According to the New York Times—it once posted a list of numbers and causes of death weekly—there were 441 deaths in the city of New York for the week of March 31 through April 7, 1855. The numbers in this snapshot of death were not an unusual weekly toll.
At that time there were approximately 650,000 people living in the city, so this weekly number, averaged out over a year, meant that almost 10 percent (compared to less than 1 percent today) of the population was dying. But not to worry, a huge influx of immigrants were continually swelling the population, as was the birth rate.
Of those who died that week the largest percentage—40 people—came from one of the biggest and poorest wards in the city—the 17th. That ward contained the Bowery and part of the Lower East Side.
The 17th ward had a seemingly ever-increasing population in the 1800s, growing from 18,619 in 1850 to 95,365 in only 30 years. All within less than a half-mile square.

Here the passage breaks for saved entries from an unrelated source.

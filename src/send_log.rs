//! Append-only record of send attempts and request errors.
//!
//! Only masked identifiers are ever handed to a `SendLog`.

use std::fs::{File, OpenOptions};
use std::io::{BufWriter, Write};
use std::path::Path;
use std::sync::Mutex;

use chrono::Local;
use log::Level;

pub trait SendLog: Send + Sync {
    fn record(&self, level: Level, message: &str);

    fn info(&self, message: &str) {
        self.record(Level::Info, message);
    }

    fn error(&self, message: &str) {
        self.record(Level::Error, message);
    }
}

/// Writes `<timestamp> - <LEVEL> - <message>` lines to a file and mirrors
/// every record to the console logger.
pub struct FileSendLog {
    writer: Mutex<Option<BufWriter<File>>>,
}

impl FileSendLog {
    pub fn open(path: impl AsRef<Path>) -> std::io::Result<Self> {
        let file = OpenOptions::new()
            .create(true)
            .append(true)
            .open(path)?;
        Ok(Self {
            writer: Mutex::new(Some(BufWriter::new(file))),
        })
    }

    /// Flushes pending lines and closes the file. Later records only reach
    /// the console logger.
    pub fn close(&self) -> std::io::Result<()> {
        let mut guard = match self.writer.lock() {
            Ok(guard) => guard,
            Err(poisoned) => poisoned.into_inner(),
        };
        match guard.take() {
            Some(mut writer) => writer.flush(),
            None => Ok(()),
        }
    }
}

fn format_line(level: Level, message: &str) -> String {
    format!(
        "{} - {} - {}\n",
        Local::now().format("%Y-%m-%d %H:%M:%S,%3f"),
        level,
        message
    )
}

impl SendLog for FileSendLog {
    fn record(&self, level: Level, message: &str) {
        log::log!(level, "{}", message);

        let mut guard = match self.writer.lock() {
            Ok(guard) => guard,
            Err(poisoned) => poisoned.into_inner(),
        };
        let Some(writer) = guard.as_mut() else {
            log::warn!("Send log is closed, dropping record");
            return;
        };
        let line = format_line(level, message);
        if let Err(e) = writer
            .write_all(line.as_bytes())
            .and_then(|_| writer.flush())
        {
            log::error!("Failed to write send log: {}", e);
        }
    }
}


#[cfg(test)]
mod tests {
    use super::*;

    fn temp_log_path() -> std::path::PathBuf {
        std::env::temp_dir().join(format!("send-log-{}.log", uuid::Uuid::new_v4()))
    }

    #[test]
    fn formats_timestamp_level_and_message() {
        let line = format_line(Level::Error, "Email to j***@e******.com: Failed: boom");
        let (timestamp, rest) = line.split_once(" - ").unwrap();

        assert_eq!(timestamp.len(), "2024-01-01 00:00:00,000".len());
        assert_eq!(rest, "ERROR - Email to j***@e******.com: Failed: boom\n");
    }

    #[test]
    fn appends_records_across_reopen() {
        let path = temp_log_path();

        let log = FileSendLog::open(&path).unwrap();
        log.info("Email to j***@e******.com: Sent");
        log.close().unwrap();

        let log = FileSendLog::open(&path).unwrap();
        log.error("Email to a@b.io: Failed: No recipient email provided");
        log.close().unwrap();

        let contents = std::fs::read_to_string(&path).unwrap();
        let lines: Vec<&str> = contents.lines().collect();
        assert_eq!(lines.len(), 2);
        assert!(lines[0].ends_with(" - INFO - Email to j***@e******.com: Sent"));
        assert!(lines[1].ends_with(" - ERROR - Email to a@b.io: Failed: No recipient email provided"));

        std::fs::remove_file(path).unwrap();
    }

    #[test]
    fn records_after_close_are_not_written() {
        let path = temp_log_path();

        let log = FileSendLog::open(&path).unwrap();
        log.close().unwrap();
        log.info("late");
        log.close().unwrap();

        assert_eq!(std::fs::read_to_string(&path).unwrap(), "");
        std::fs::remove_file(path).unwrap();
    }
}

The 17th ward did not contain the poorest and most famous neighborhood of 1800s New York—the Five Points. The Five Points was in the 6th ward, which came in sixth in amount of dead residents that week, but then there were twice as many people living in the 17th at the time in an area almost four times the size. And since this is not based on per capita data, it's probable that these numbers don't accurately reflect the level of death that occurred in the 6th ward. Needless to say, the poor were dying in droves as compared to the richer classes living uptown. For instance, the 22nd ward located above 40th Street on the West side, which had roughly an equivalent number of residents in 1855, only saw 12 deaths that week.
But even those who could afford clean water and medical care could and did succumb to a number of diseases, including Tuberculosis, then known as Consumption, and Scarlet Fever. In that week in 1855 there were 49 deaths from Consumption and 24 from Scarlet Fever. Children had it even worse than adults, that week there were 41 stillbirths and 21 children who died from Marasmus, better known as starvation.
Medicine in the mid-1800s was rather a crude affair, with many doctors still relying on the ancient idea of the body's four humors—yellow bile, black bile, blood and phlegm—to treat their patients. Too much black bile? You have melancholia and must be bled. Too much yellow bile? You are choleric and must be bled. You get the point. Many times the cure was worse than the disease. Mercury was used extensively in cures and would often lead to poisoning and death. Surgery was worse yet, with doctors unaware of the need to sterilize instruments or hands before working on a patient. Surgeons would wear the same blood and gore stained smocks in surgery after surgery as a badge of honor to show that they were old hats at their profession.
Morrissey suffered at the hands of doctors who tried in vain to cure his Bright's Disease, now known as Chronic Nephritis. He died of pneumonia at 47, most likely brought on by a weakened immune system, due in part to the "cures" he had taken.